Cameron Stevenson (born 30 October 1992) is an Australian-born American cricketer who represents the United States cricket team. He is a right-handed batsman and right-arm fast medium bowler.

He made his T20 debut for Melbourne Renegades against Sydney Sixers on 23 December 2015. He made his List A debut for Tasmania against South Australia on 19 October 2016. He made his first-class debut for Tasmania in the 2016–17 Sheffield Shield season on 4 November 2016.

Stevenson holds a United States passport, and in November 2019, he was named in the United States' squad for the 2019–20 Regional Super50 tournament. On 11 November 2019, he made his debut for the United States, against Guyana.

In December 2019, he was named in the United States' One Day International (ODI) squad for the 2019 United Arab Emirates Tri-Nation Series.

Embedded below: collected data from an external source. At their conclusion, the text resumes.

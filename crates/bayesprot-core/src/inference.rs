//! Entry point: graph building, hyperparameter search and the final pass.
//!
//! ```text
//! identifications ──► EvidenceGraph ──► components
//!                                         │  per grid point (protein scores only)
//!                                         ▼
//!                    compile ─► belief propagation ─► posteriors ─► objective
//!                                         │  best point, user's PSM/group flags
//!                                         ▼
//!                               final pass ─► indistinguishable groups
//! ```
//!
//! Components are inferred independently, in parallel when the `parallel`
//! feature is on. A component that fails to compile or propagate is logged and
//! left at its priors; the rest of the run is unaffected.

use tracing::{debug, info, warn};

use crate::config::InferenceConfig;
use crate::engine::belief_propagation::{
    BeliefPropagationConfig, BeliefPropagationDiagnostics, BeliefPropagationEngine,
};
use crate::engine::compiler::{compile_component, CompileOptions, EvidenceSource, VariableLabel};
use crate::engine::errors::InferenceError;
use crate::engine::factor::ModelFactors;
use crate::evidence::graph::{Component, EvidenceGraph, NodeIdx};
use crate::evidence::ident::{
    PeptideIdentification, ProteinIdentification, POSTERIOR_SCORE_TYPE, SEARCH_ENGINE_NAME,
};
use crate::metrics::{self, DecoyRocScorer, DiscriminationScore};
use crate::optimizer::{Evaluation, HyperparameterPoint, ParameterCandidates};
use crate::posterior;

/// Objective value a grid point has to beat.
const SEARCH_LOWER_BOUND: f64 = -1.0;

/// Everything one inference pass needs; fixed for the duration of the pass.
#[derive(Debug, Clone, Copy, PartialEq)]
pub struct PassConfig {
    pub model: ModelFactors,
    pub compile: CompileOptions,
    pub belief_propagation: BeliefPropagationConfig,
}

impl PassConfig {
    /// Pass at `point` for the given user settings.
    pub fn new(
        config: &InferenceConfig,
        point: HyperparameterPoint,
        belief_propagation: BeliefPropagationConfig,
    ) -> Self {
        Self {
            model: ModelFactors {
                pep_emission: point.pep_emission,
                pep_spurious_emission: point.pep_spurious_emission,
                prot_prior: point.prot_prior,
                pep_prior: config.model_parameters.pep_prior,
            },
            compile: CompileOptions {
                user_defined_priors: config.user_defined_priors,
                annotate_group_probabilities: config.annotate_group_probabilities,
                update_psm_probabilities: config.update_psm_probabilities,
            },
            belief_propagation,
        }
    }

    /// The same pass writing protein posteriors only, as used while searching.
    pub fn proteins_only(mut self) -> Self {
        self.compile.annotate_group_probabilities = false;
        self.compile.update_psm_probabilities = false;
        self
    }
}

/// Result of inferring one component.
#[derive(Debug)]
pub enum ComponentOutcome {
    Inferred {
        posteriors: Vec<(NodeIdx, f64)>,
        diagnostics: BeliefPropagationDiagnostics,
    },
    /// Single node or single node kind: nothing to infer.
    Skipped,
    /// A structural or numerical error confined to this component.
    Failed(InferenceError),
}

/// Compiles and propagates one component. Never touches the identifications.
///
/// Component-scoped errors become [`ComponentOutcome::Failed`]; any other
/// error is returned as is.
pub fn infer_component(
    graph: &EvidenceGraph,
    component: &Component,
    source: EvidenceSource<'_>,
    pass: &PassConfig,
) -> Result<ComponentOutcome, InferenceError> {
    if component.len() < 2 || graph.is_single_kind(component) {
        return Ok(ComponentOutcome::Skipped);
    }
    match propagate(graph, component, source, pass) {
        Ok((posteriors, diagnostics)) => Ok(ComponentOutcome::Inferred {
            posteriors,
            diagnostics,
        }),
        Err(err) if err.is_component_scoped() => Ok(ComponentOutcome::Failed(err)),
        Err(err) => Err(err),
    }
}

fn propagate(
    graph: &EvidenceGraph,
    component: &Component,
    source: EvidenceSource<'_>,
    pass: &PassConfig,
) -> Result<(Vec<(NodeIdx, f64)>, BeliefPropagationDiagnostics), InferenceError> {
    let compiled = compile_component(graph, component, source, &pass.model, pass.compile)?;
    let mut engine = BeliefPropagationEngine::new(&compiled.graph, pass.belief_propagation)?;
    let diagnostics = engine.run()?;
    let posteriors = engine
        .estimate_posteriors(&compiled.requested)?
        .into_iter()
        .filter_map(|p| match p.label {
            VariableLabel::Node(node) => Some((node, p.posterior)),
            VariableLabel::EvidenceSum(_) => None,
        })
        .collect();
    Ok((posteriors, diagnostics))
}

/// Component counts of one pass.
#[derive(Debug, Clone, Copy, PartialEq, Eq, Default)]
#[cfg_attr(feature = "serde", derive(serde::Serialize, serde::Deserialize))]
pub struct PassSummary {
    pub inferred: usize,
    pub skipped: usize,
    pub failed: usize,
    /// Inferred components that hit the iteration cap.
    pub not_converged: usize,
}

/// Runs one pass over every component and writes its posteriors.
///
/// Protein scores are reset to their priors first. Component-scoped failures
/// are logged and counted; an internal error aborts the pass before anything
/// is written.
pub fn run_inference_pass(
    graph: &mut EvidenceGraph,
    proteins: &mut ProteinIdentification,
    peptides: &mut [PeptideIdentification],
    pass: &PassConfig,
) -> Result<PassSummary, InferenceError> {
    if !graph.has_components() {
        graph.compute_connected_components();
    }

    let outcomes = {
        let shared: &EvidenceGraph = graph;
        let source = EvidenceSource::new(proteins, peptides);
        shared
            .apply_on_components(|component| infer_component(shared, component, source, pass))
            .into_iter()
            .collect::<Result<Vec<_>, _>>()?
    };

    posterior::reset_protein_scores(
        proteins,
        pass.model.prot_prior,
        pass.compile.user_defined_priors,
    );

    let mut summary = PassSummary::default();
    for (index, outcome) in outcomes.into_iter().enumerate() {
        match outcome {
            ComponentOutcome::Inferred {
                posteriors,
                diagnostics,
            } => {
                debug!(
                    component = index,
                    iterations = diagnostics.iterations_run,
                    converged = diagnostics.converged,
                    final_delta = diagnostics.final_message_delta,
                    "belief propagation finished"
                );
                if !diagnostics.converged {
                    summary.not_converged += 1;
                }
                posterior::write_posteriors(graph, proteins, peptides, &posteriors)?;
                summary.inferred += 1;
            }
            ComponentOutcome::Skipped => {
                debug!(component = index, "skipped component with a single node kind");
                summary.skipped += 1;
            }
            ComponentOutcome::Failed(err) => {
                warn!(
                    component = index,
                    error = %err,
                    "loopy belief propagation failed in a connected component; skipping inference there"
                );
                summary.failed += 1;
            }
        }
    }
    if summary.skipped > 0 {
        warn!(
            skipped = summary.skipped,
            "connected components with a single node kind skipped; their scores stay at the prior"
        );
    }
    Ok(summary)
}

/// Outcome of a complete inference run.
#[derive(Debug, Clone, PartialEq)]
pub struct InferenceSummary {
    /// Hyperparameters of the final pass.
    pub best: HyperparameterPoint,
    /// Every grid evaluation; empty when only one combination was configured.
    pub evaluations: Vec<(HyperparameterPoint, f64)>,
    /// Component counts of the final pass.
    pub final_pass: PassSummary,
}

impl InferenceSummary {
    /// Number of inference passes run, final pass included.
    pub fn passes_run(&self) -> usize {
        self.evaluations.len() + 1
    }
}

/// Bayesian protein inference with hyperparameter search.
pub struct BayesianProteinInference {
    config: InferenceConfig,
    scorer: Box<dyn DiscriminationScore>,
}

impl std::fmt::Debug for BayesianProteinInference {
    fn fmt(&self, f: &mut std::fmt::Formatter<'_>) -> std::fmt::Result {
        f.debug_struct("BayesianProteinInference")
            .field("config", &self.config)
            .finish_non_exhaustive()
    }
}

impl BayesianProteinInference {
    /// Validates `config`; the default objective is [`DecoyRocScorer`] with the configured AUC weight.
    pub fn new(config: InferenceConfig) -> Result<Self, InferenceError> {
        config.validate()?;
        Ok(Self {
            config,
            scorer: Box::new(DecoyRocScorer::new(config.param_optimize.aucweight)),
        })
    }

    /// Replaces the objective of the hyperparameter search.
    pub fn with_scorer(mut self, scorer: impl DiscriminationScore + 'static) -> Self {
        self.scorer = Box::new(scorer);
        self
    }

    pub fn config(&self) -> &InferenceConfig {
        &self.config
    }

    /// Builds the evidence graph from the identifications and infers posteriors.
    ///
    /// Protein hit scores become posterior probabilities; PSM scores too when
    /// `update_PSM_probabilities` is set.
    pub fn infer_posterior_probabilities(
        &self,
        proteins: &mut ProteinIdentification,
        peptides: &mut [PeptideIdentification],
    ) -> Result<InferenceSummary, InferenceError> {
        let mut graph = EvidenceGraph::build(proteins, peptides, self.config.top_psms);
        graph.compute_connected_components();
        graph.cluster_indistinguishable_nodes();
        info!(
            nodes = graph.node_count(),
            edges = graph.edge_count(),
            components = graph.components().len(),
            "built evidence graph"
        );
        self.infer_on_graph(&mut graph, proteins, peptides)
    }

    /// Infers posteriors on a prebuilt evidence graph over `proteins` and `peptides`.
    pub fn infer_on_graph(
        &self,
        graph: &mut EvidenceGraph,
        proteins: &mut ProteinIdentification,
        peptides: &mut [PeptideIdentification],
    ) -> Result<InferenceSummary, InferenceError> {
        let belief_propagation = self.config.loopy_belief_propagation.to_config()?;
        let candidates = ParameterCandidates::from_model(&self.config.model_parameters);
        let grid = candidates.grid();

        proteins.score_type = POSTERIOR_SCORE_TYPE.to_string();
        proteins.search_engine = SEARCH_ENGINE_NAME.to_string();
        proteins.higher_score_better = true;
        if self.config.user_defined_priors {
            posterior::record_user_priors(proteins);
        }
        if !graph.has_components() {
            graph.compute_connected_components();
        }
        info!(
            roc_n = metrics::peptide_roc_n(peptides),
            "peptide FDR AUC before protein inference"
        );

        let mut evaluations = Vec::new();
        let best_indices = if grid.nr_combos() > 1 {
            info!(combinations = grid.nr_combos(), "testing hyperparameter combinations");
            let state = grid.evaluate(SEARCH_LOWER_BOUND, |&alpha, &beta, &gamma| {
                let point = HyperparameterPoint {
                    pep_emission: alpha,
                    pep_spurious_emission: beta,
                    prot_prior: gamma,
                };
                let pass = PassConfig::new(&self.config, point, belief_propagation).proteins_only();
                run_inference_pass(graph, proteins, peptides, &pass)?;
                let objective = self.scorer.score(proteins);
                debug!(alpha, beta, gamma, objective, "evaluated grid point");
                Ok::<f64, InferenceError>(objective)
            })?;
            for &Evaluation { indices, objective } in state.evaluations() {
                if let Some(point) = candidates.point(indices) {
                    evaluations.push((point, objective));
                }
            }
            state.best_indices()
        } else {
            info!("only one combination specified, skipping grid search");
            [0; 3]
        };

        let best = candidates.point(best_indices).ok_or_else(|| {
            InferenceError::Internal(format!("grid point {:?} out of range", best_indices))
        })?;
        info!(
            alpha = best.pep_emission,
            beta = best.pep_spurious_emission,
            gamma = best.prot_prior,
            "running with best parameters"
        );

        let pass = PassConfig::new(&self.config, best, belief_propagation);
        let final_pass = run_inference_pass(graph, proteins, peptides, &pass)?;
        info!(
            roc_n = metrics::peptide_roc_n(peptides),
            "peptide FDR AUC after protein inference"
        );
        proteins.indistinguishable_proteins = posterior::indistinguishable_groups(graph, proteins);

        Ok(InferenceSummary {
            best,
            evaluations,
            final_pass,
        })
    }
}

He made his ODI debut for the United States, against the United Arab Emirates on 8 December 2019.

In June 2022, Stevenson was named in the USA's Twenty20 International (T20I) squad for the 2022 ICC Men's T20 World Cup Global Qualifier B tournament in Zimbabwe. He made his T20I debut on 12 July 2022, for the USA against Singapore.

In March 2023, Stevenson was drafted by the Texas Super Kings for the inaugural season of Major League Cricket.